[Stored data entries]
======

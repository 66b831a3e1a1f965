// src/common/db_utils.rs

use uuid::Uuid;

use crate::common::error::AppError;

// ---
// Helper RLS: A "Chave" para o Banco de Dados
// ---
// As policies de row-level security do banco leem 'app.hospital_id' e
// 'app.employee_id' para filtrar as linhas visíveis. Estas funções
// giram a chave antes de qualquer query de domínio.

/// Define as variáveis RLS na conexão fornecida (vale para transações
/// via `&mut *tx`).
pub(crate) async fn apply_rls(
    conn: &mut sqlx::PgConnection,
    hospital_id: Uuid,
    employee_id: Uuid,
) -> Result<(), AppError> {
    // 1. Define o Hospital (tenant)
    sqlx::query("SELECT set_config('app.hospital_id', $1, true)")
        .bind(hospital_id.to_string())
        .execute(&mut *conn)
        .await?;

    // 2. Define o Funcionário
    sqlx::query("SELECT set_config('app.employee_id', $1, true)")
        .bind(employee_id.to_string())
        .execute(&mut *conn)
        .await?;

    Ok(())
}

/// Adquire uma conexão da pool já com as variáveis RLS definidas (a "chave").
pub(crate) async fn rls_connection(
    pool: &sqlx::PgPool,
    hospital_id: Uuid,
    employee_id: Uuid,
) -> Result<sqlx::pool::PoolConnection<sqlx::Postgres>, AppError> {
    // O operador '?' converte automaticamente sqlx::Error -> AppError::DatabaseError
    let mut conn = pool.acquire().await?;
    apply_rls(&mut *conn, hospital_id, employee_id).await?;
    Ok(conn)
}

======

Exercise brief
Copy the records above exactly, from the first line through the line containing "(vale para transações", and include nothing else.

Answer box
repository 66b831a3e1a1f965
// src/common/db_utils.rs

use uuid::Uuid;

use crate::common::error::AppError;

// ---
// Helper RLS: A "Chave" para o Banco de Dados
// ---
// As policies de row-level security do banco leem 'app.hospital_id' e
// 'app.employee_id' para filtrar as linhas visíveis. Estas funções
// giram a chave antes de qualquer query de domínio.

/// Define as variáveis RLS na conexão fornecida (vale para transações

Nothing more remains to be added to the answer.